• What you should do:
Exactness is required throughout. Return every record once more.

[Stored items]
***

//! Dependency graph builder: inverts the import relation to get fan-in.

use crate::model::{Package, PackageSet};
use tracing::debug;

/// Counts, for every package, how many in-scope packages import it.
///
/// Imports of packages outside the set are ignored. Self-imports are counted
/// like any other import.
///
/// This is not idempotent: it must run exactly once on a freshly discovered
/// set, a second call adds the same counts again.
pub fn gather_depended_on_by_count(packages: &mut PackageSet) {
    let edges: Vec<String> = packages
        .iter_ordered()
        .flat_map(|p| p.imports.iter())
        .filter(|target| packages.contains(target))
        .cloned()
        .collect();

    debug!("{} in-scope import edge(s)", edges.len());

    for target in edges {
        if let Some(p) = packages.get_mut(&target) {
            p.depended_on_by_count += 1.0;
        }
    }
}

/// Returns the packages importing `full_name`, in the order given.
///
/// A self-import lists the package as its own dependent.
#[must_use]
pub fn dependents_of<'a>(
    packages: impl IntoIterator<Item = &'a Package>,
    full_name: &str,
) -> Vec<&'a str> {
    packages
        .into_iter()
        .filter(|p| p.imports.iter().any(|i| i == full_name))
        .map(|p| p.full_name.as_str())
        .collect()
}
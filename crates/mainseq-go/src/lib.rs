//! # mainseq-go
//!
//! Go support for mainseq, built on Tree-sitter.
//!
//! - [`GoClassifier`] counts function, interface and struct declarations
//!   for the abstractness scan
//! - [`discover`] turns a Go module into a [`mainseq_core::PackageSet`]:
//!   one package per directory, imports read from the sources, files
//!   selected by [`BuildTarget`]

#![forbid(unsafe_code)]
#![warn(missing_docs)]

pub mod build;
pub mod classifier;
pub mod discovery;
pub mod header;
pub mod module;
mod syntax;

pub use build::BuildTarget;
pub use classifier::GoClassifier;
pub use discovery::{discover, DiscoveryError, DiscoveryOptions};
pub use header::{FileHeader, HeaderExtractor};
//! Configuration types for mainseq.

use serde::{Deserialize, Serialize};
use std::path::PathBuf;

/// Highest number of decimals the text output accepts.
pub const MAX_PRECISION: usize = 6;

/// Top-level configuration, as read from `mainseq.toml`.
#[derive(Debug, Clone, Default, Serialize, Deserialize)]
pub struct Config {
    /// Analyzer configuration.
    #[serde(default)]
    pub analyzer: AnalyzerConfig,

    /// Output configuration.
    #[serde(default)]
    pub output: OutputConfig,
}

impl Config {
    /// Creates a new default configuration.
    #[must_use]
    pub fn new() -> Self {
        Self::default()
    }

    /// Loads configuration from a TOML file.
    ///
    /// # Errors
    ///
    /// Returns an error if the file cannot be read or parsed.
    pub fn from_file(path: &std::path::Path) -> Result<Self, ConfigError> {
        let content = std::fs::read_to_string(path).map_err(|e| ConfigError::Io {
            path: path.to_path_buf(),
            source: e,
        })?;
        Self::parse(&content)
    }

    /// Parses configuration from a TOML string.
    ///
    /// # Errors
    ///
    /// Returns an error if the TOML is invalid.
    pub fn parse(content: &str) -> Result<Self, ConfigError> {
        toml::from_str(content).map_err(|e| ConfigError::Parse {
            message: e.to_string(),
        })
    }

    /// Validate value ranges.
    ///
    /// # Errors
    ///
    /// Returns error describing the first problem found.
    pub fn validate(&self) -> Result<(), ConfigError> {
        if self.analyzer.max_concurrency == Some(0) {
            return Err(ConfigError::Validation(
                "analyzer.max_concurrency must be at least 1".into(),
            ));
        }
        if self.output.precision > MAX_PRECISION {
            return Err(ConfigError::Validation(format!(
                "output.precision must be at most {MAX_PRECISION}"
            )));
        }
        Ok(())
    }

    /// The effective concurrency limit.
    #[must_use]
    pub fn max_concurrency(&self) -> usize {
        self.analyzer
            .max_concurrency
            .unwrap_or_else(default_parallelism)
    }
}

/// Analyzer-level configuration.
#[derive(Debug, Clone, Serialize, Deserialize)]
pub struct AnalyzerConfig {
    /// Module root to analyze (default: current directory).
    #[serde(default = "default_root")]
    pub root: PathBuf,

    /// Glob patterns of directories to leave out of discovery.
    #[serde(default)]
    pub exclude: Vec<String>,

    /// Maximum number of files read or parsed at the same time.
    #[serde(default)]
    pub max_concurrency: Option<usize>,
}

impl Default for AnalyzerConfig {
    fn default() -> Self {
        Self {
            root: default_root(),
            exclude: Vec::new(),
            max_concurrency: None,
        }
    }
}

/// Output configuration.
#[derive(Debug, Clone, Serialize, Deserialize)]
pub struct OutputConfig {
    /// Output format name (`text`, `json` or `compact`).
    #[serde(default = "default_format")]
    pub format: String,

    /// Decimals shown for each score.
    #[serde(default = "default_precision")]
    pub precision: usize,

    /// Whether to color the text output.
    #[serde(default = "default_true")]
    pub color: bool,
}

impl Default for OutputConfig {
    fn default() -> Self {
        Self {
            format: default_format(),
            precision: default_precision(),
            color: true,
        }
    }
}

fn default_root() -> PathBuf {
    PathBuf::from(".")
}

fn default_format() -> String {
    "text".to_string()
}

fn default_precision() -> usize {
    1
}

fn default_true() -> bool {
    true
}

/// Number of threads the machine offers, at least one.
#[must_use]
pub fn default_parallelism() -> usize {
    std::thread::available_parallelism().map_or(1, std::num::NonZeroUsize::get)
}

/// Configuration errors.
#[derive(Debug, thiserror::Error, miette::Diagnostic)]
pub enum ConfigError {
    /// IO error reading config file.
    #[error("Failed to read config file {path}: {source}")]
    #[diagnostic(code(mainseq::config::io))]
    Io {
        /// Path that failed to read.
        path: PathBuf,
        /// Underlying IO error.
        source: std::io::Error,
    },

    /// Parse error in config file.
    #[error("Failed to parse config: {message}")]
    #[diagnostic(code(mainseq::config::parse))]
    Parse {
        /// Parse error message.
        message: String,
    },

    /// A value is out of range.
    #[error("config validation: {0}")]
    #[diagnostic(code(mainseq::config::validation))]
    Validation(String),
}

***

• Result of this task:
//! Dependency graph builder: inverts the import relation to get fan-in.

use crate::model::{Package, PackageSet};
use tracing::debug;

/// Counts, for every package, how many in-scope packages import it.
///
/// Imports of packages outside the set are ignored. Self-imports are counted
/// like any other import.
///
/// This is not idempotent: it must run exactly once on a freshly discovered
/// set, a second call adds the same counts again.
pub fn gather_depended_on_by_count(packages: &mut PackageSet) {
    let edges: Vec<String> = packages
        .iter_ordered()
        .flat_map(|p| p.imports.iter())
        .filter(|target| packages.contains(target))
        .cloned()
        .collect();

    debug!("{} in-scope import edge(s)", edges.len());

    for target in edges {
        if let Some(p) = packages.get_mut(&target) {
            p.depended_on_by_count += 1.0;
        }
    }
}

/// Returns the packages importing `full_name`, in the order given.
///
/// A self-import lists the package as its own dependent.
#[must_use]
pub fn dependents_of<'a>(
    packages: impl IntoIterator<Item = &'a Package>,
    full_name: &str,
) -> Vec<&'a str> {
    packages
        .into_iter()
        .filter(|p| p.imports.iter().any(|i| i == full_name))
        .map(|p| p.full_name.as_str())
        .collect()
}
filename crates/mainseq-go/src/lib.rs
//! # mainseq-go
//!
//! Go support for mainseq, built on Tree-sitter.
//!
//! - [`GoClassifier`] counts function, interface and struct declarations
//!   for the abstractness scan
//! - [`discover`] turns a Go module into a [`mainseq_core::PackageSet`]:
//!   one package per directory, imports read from the sources, files
//!   selected by [`BuildTarget`]

#![forbid(unsafe_code)]
#![warn(missing_docs)]

pub mod build;
pub mod classifier;
pub mod discovery;
pub mod header;
pub mod module;
mod syntax;

pub use build::BuildTarget;
pub use classifier::GoClassifier;
pub use discovery::{discover, DiscoveryError, DiscoveryOptions};
pub use header::{FileHeader, HeaderExtractor};
//! Configuration types for mainseq.

use serde::{Deserialize, Serialize};
use std::path::PathBuf;

/// Highest number of decimals the text output accepts.
pub const MAX_PRECISION: usize = 6;

/// Top-level configuration, as read from `mainseq.toml`.
#[derive(Debug, Clone, Default, Serialize, Deserialize)]
pub struct Config {
    /// Analyzer configuration.
    #[serde(default)]
    pub analyzer: AnalyzerConfig,

    /// Output configuration.
    #[serde(default)]
    pub output: OutputConfig,
}

impl Config {
    /// Creates a new default configuration.
    #[must_use]
    pub fn new() -> Self {
        Self::default()
    }

    /// Loads configuration from a TOML file.
    ///
    /// # Errors
    ///
    /// Returns an error if the file cannot be read or parsed.
    pub fn from_file(path: &std::path::Path) -> Result<Self, ConfigError> {
        let content = std::fs::read_to_string(path).map_err(|e| ConfigError::Io {
            path: path.to_path_buf(),
            source: e,
        })?;
        Self::parse(&content)
    }

    /// Parses configuration from a TOML string.
    ///
    /// # Errors
    ///
    /// Returns an error if the TOML is invalid.
    pub fn parse(content: &str) -> Result<Self, ConfigError> {
        toml::from_str(content).map_err(|e| ConfigError::Parse {
            message: e.to_string(),
        })
    }

    /// Validate value ranges.
    ///
    /// # Errors
    ///
    /// Returns error describing the first problem found.
    pub fn validate(&self) -> Result<(), ConfigError> {
        if self.analyzer.max_concurrency == Some(0) {
            return Err(ConfigError::Validation(
                "analyzer.max_concurrency must be at least 1".into(),
            ));
        }
        if self.output.precision > MAX_PRECISION {
            return Err(ConfigError::Validation(format!(
                "output.precision must be at most {MAX_PRECISION}"
            )));
        }
        Ok(())
    }

    /// The effective concurrency limit.
    #[must_use]
    pub fn max_concurrency(&self) -> usize {
        self.analyzer
            .max_concurrency
            .unwrap_or_else(default_parallelism)
    }
}

/// Analyzer-level configuration.
#[derive(Debug, Clone, Serialize, Deserialize)]
pub struct AnalyzerConfig {
    /// Module root to analyze (default: current directory).
    #[serde(default = "default_root")]
    pub root: PathBuf,

    /// Glob patterns of directories to leave out of discovery.
    #[serde(default)]
    pub exclude: Vec<String>,

    /// Maximum number of files read or parsed at the same time.
    #[serde(default)]
    pub max_concurrency: Option<usize>,
}

impl Default for AnalyzerConfig {
    fn default() -> Self {
        Self {
            root: default_root(),
            exclude: Vec::new(),
            max_concurrency: None,
        }
    }
}

/// Output configuration.
#[derive(Debug, Clone, Serialize, Deserialize)]
pub struct OutputConfig {
    /// Output format name (`text`, `json` or `compact`).
    #[serde(default = "default_format")]
    pub format: String,

    /// Decimals shown for each score.
    #[serde(default = "default_precision")]
    pub precision: usize,

    /// Whether to color the text output.
    #[serde(default = "default_true")]
    pub color: bool,
}

impl Default for OutputConfig {
    fn default() -> Self {
        Self {
            format: default_format(),
            precision: default_precision(),
            color: true,
        }
    }
}

fn default_root() -> PathBuf {
    PathBuf::from(".")
}

fn default_format() -> String {
    "text".to_string()
}

fn default_precision() -> usize {
    1
}

fn default_true() -> bool {
    true
}

/// Number of threads the machine offers, at least one.
#[must_use]
pub fn default_parallelism() -> usize {
    std::thread::available_parallelism().map_or(1, std::num::NonZeroUsize::get)
}

/// Configuration errors.
#[derive(Debug, thiserror::Error, miette::Diagnostic)]
pub enum ConfigError {
    /// IO error reading config file.
    #[error("Failed to read config file {path}: {source}")]
    #[diagnostic(code(mainseq::config::io))]
    Io {
        /// Path that failed to read.
        path: PathBuf,
        /// Underlying IO error.
        source: std::io::Error,
    },

    /// Parse error in config file.
    #[error("Failed to parse config: {message}")]
    #[diagnostic(code(mainseq::config::parse))]
    Parse {
        /// Parse error message.
        message: String,
    },

    /// A value is out of range.
    #[error("config validation: {0}")]
    #[diagnostic(code(mainseq::config::validation))]
    Validation(String),
}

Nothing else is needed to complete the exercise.